Exercise goal ::
Find every line in the records below that contains "Returns", and copy it.

Input ::
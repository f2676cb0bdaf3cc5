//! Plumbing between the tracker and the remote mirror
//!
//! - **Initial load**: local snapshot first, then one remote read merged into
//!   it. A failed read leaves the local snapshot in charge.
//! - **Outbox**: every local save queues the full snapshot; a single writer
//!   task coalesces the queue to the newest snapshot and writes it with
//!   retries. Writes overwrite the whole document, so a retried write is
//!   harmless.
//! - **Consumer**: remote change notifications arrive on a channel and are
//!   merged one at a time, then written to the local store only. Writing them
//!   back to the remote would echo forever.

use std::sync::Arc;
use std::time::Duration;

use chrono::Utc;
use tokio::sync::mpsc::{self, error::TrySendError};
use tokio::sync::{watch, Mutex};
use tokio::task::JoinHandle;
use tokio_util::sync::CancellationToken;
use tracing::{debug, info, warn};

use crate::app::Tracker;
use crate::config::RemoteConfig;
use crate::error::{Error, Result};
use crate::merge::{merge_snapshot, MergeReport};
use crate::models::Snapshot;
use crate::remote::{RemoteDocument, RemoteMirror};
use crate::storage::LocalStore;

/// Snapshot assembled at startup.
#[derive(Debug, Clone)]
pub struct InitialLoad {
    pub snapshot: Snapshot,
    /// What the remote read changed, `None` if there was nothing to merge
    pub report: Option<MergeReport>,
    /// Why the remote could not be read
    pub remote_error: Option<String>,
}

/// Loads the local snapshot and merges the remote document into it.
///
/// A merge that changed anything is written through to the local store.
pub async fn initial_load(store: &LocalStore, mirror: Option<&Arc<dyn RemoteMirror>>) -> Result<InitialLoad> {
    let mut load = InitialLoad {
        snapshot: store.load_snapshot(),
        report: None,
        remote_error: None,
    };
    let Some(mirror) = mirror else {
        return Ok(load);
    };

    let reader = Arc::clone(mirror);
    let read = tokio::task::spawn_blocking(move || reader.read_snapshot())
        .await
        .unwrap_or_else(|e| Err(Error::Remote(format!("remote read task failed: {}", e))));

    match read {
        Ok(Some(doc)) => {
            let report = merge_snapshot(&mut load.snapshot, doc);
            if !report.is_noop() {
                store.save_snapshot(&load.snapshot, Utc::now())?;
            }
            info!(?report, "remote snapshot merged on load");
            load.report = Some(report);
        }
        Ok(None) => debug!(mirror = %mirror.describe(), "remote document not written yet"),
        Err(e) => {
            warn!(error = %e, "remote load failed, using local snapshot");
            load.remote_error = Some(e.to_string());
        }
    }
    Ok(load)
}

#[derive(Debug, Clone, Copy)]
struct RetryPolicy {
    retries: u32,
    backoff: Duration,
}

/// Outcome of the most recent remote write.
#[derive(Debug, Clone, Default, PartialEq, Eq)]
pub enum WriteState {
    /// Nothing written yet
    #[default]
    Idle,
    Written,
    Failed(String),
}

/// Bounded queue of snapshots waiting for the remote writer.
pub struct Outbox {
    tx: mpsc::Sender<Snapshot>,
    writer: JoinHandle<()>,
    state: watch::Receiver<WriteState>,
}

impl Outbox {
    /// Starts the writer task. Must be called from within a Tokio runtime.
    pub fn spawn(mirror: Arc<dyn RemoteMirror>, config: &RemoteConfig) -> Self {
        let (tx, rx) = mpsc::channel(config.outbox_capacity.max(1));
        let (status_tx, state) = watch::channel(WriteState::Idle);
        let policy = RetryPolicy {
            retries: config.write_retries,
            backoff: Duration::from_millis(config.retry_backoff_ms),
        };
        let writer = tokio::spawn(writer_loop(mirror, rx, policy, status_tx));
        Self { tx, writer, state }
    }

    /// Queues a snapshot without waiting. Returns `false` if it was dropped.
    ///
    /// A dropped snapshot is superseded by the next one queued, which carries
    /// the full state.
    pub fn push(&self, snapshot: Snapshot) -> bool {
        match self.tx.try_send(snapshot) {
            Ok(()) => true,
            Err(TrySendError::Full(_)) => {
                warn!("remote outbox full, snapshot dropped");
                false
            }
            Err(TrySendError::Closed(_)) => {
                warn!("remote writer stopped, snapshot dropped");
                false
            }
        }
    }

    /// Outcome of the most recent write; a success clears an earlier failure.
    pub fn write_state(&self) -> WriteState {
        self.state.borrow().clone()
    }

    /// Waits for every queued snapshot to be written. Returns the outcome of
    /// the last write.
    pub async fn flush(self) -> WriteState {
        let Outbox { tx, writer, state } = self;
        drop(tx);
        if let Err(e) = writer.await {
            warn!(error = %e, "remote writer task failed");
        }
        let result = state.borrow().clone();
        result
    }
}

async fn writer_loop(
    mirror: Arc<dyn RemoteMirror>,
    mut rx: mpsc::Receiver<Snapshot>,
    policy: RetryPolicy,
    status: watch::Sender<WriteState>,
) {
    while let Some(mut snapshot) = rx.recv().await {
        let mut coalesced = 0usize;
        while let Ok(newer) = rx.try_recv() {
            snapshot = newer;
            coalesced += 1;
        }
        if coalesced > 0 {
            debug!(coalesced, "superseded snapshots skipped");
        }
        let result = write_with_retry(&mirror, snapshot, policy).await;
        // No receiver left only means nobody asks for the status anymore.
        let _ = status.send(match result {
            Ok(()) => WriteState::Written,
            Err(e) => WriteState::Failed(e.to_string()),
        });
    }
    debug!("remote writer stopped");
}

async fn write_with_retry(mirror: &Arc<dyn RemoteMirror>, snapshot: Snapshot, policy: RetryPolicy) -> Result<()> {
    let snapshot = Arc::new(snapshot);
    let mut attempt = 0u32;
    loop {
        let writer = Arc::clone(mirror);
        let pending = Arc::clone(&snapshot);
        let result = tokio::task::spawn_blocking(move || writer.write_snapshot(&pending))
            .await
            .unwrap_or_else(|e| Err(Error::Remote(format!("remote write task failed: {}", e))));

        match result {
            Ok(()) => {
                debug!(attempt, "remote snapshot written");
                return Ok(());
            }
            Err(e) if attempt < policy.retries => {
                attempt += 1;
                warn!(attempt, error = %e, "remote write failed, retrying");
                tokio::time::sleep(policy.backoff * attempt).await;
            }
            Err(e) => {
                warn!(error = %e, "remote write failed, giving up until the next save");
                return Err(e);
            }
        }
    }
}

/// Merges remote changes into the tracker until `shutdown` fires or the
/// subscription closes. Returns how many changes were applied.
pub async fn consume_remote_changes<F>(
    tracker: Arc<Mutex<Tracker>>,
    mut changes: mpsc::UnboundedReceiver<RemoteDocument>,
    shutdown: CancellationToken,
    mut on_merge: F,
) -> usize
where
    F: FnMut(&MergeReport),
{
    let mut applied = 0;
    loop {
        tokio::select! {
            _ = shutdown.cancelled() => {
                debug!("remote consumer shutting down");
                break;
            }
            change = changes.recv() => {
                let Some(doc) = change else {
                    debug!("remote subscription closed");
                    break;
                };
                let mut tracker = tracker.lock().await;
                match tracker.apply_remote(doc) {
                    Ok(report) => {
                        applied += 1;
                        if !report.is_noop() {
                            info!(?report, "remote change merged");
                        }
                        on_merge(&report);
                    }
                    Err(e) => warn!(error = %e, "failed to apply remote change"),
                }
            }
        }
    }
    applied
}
--
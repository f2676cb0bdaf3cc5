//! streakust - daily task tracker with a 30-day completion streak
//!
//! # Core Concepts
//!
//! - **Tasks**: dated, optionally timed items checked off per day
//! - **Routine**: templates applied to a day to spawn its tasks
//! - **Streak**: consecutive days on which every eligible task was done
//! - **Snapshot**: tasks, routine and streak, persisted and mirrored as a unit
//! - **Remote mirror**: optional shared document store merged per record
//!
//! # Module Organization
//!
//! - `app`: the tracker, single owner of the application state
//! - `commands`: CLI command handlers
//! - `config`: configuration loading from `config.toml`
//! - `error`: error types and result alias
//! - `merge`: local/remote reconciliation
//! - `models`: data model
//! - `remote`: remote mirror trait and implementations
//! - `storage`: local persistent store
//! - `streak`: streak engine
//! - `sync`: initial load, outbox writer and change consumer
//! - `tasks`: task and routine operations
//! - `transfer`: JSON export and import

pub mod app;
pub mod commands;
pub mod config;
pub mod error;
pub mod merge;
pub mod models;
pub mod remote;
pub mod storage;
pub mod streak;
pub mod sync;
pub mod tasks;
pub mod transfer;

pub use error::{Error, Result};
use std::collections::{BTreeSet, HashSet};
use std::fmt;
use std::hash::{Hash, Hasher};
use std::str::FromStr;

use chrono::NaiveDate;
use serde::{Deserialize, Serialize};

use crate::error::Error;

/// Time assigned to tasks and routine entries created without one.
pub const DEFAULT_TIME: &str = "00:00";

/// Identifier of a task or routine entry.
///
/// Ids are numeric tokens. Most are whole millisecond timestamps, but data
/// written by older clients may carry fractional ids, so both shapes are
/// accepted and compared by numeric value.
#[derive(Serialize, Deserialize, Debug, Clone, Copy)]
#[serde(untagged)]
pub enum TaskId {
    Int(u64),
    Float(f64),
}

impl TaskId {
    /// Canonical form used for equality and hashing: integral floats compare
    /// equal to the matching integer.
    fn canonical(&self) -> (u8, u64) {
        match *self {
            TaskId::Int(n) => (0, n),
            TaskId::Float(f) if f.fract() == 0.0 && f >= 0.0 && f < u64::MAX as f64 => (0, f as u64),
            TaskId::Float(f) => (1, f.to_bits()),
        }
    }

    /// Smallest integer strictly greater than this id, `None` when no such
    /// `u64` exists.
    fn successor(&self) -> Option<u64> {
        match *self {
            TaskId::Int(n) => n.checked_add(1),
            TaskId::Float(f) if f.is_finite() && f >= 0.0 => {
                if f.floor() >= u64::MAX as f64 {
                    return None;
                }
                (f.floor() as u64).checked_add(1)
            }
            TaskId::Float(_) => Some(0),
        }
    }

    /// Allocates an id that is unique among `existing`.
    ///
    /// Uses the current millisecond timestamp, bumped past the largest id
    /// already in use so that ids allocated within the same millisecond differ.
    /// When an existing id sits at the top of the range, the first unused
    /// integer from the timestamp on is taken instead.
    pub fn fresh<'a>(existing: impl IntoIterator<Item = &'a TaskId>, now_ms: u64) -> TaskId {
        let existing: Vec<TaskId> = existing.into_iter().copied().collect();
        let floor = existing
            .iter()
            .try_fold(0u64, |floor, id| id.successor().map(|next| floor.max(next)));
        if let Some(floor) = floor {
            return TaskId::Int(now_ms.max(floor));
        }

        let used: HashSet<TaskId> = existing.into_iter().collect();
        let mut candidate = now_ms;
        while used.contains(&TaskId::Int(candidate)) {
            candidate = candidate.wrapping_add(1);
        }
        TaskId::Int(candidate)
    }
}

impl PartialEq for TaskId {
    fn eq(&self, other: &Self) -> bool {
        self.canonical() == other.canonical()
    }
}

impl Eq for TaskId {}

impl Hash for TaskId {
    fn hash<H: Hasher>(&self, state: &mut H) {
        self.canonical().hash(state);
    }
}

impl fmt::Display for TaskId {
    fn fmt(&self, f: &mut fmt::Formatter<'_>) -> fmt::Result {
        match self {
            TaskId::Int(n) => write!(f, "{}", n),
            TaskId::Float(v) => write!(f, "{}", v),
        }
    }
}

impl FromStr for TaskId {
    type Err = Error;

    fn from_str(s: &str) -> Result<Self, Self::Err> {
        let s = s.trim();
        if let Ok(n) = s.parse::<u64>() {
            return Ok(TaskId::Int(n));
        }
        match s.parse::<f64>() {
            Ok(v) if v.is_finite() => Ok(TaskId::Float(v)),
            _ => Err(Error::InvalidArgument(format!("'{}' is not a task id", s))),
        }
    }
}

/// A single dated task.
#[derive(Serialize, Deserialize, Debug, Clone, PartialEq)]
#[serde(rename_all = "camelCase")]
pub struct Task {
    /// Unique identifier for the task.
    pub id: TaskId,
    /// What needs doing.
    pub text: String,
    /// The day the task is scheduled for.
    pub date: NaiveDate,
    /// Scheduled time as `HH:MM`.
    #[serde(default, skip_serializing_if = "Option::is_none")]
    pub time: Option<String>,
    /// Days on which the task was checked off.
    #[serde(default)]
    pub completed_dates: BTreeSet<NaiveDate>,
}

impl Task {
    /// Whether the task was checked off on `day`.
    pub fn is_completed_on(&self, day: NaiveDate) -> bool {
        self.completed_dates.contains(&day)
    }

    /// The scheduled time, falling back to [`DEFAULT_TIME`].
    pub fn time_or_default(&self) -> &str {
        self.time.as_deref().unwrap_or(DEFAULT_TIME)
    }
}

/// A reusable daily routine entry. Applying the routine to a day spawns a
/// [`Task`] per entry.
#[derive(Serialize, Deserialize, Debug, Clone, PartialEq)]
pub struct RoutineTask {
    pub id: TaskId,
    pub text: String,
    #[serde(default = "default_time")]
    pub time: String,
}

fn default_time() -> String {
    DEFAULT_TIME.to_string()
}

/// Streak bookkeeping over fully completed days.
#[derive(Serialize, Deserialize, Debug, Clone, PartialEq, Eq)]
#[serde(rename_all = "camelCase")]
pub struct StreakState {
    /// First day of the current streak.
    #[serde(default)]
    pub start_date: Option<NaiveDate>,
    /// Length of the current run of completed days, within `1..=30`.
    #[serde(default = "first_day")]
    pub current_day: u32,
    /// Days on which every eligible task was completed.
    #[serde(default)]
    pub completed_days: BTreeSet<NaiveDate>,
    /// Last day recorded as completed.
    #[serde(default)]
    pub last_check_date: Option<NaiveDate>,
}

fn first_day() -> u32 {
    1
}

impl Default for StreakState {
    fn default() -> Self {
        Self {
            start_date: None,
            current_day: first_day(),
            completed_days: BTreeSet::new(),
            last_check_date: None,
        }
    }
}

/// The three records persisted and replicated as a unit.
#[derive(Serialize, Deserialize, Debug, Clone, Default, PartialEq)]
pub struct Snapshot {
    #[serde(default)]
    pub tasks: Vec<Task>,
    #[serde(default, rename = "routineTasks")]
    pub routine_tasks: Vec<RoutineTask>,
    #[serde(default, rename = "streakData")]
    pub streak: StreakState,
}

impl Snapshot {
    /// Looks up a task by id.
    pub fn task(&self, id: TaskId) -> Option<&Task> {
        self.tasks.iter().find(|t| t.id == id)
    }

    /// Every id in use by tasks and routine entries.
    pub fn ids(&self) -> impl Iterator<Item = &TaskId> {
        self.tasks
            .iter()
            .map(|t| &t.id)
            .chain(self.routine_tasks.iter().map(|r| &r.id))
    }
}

Response for this exercise ::
    /// Queues a snapshot without waiting. Returns `false` if it was dropped.
    /// Waits for every queued snapshot to be written. Returns the outcome of
/// subscription closes. Returns how many changes were applied.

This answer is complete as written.